Exercise goal
One part of the entries below is wanted: the lines from the one containing "filename src/lib.rs" through the one containing "response frame validation.". Write those out exactly and nothing else.

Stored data
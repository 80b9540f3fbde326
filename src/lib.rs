//! This crate provides a Modbus RTU master for commanding and querying HCP series programmable DC power supplies.
//!
//! It supports `no-std` environments by use of the `no-std` feature flag. The protocol core
//! never allocates and never touches a transport: it turns operations into request bytes
//! and received bytes into typed results.
//!
//! * [`crc`] - CRC16/MODBUS.
//! * [`frame`] - request frame encoding.
//! * [`parser`] - response frame validation.
//! * [`register`] - the register layout and physical unit scaling.
//! * [`command`] - named operations ([`Operation`]) built into exchanges by a [`Dispatcher`].
//! * [`raw`] - hand-written hex commands.
//! * [`psu`] - a blocking driver ([`HcpPsu`]) over any [embedded_io] byte stream.
//!
//! The serial port used for PSU comms should be configured like so:
//! * Default baud rate: 9600
//! * Data bits: 8
//! * Stop bits: 1
//! * Parity: None
//!
//! The factory slave address is `0x11`.

#![cfg_attr(feature = "no-std", no_std)]

pub mod command;
pub mod crc;
pub mod error;
pub mod frame;
pub mod parser;
pub mod psu;
pub mod raw;
pub mod register;
pub mod scaling;
pub mod types;

pub use command::{Dispatcher, Exchange, Operation, Outcome, Response};
pub use psu::{HcpPsu, SequenceStep};
pub use register::HCP_REGISTER_MAP;

#[cfg(test)]
mod mock_serial;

Answer for this exercise
filename src/lib.rs
//! This crate provides a Modbus RTU master for commanding and querying HCP series programmable DC power supplies.
//!
//! It supports `no-std` environments by use of the `no-std` feature flag. The protocol core
//! never allocates and never touches a transport: it turns operations into request bytes
//! and received bytes into typed results.
//!
//! * [`crc`] - CRC16/MODBUS.
//! * [`frame`] - request frame encoding.
//! * [`parser`] - response frame validation.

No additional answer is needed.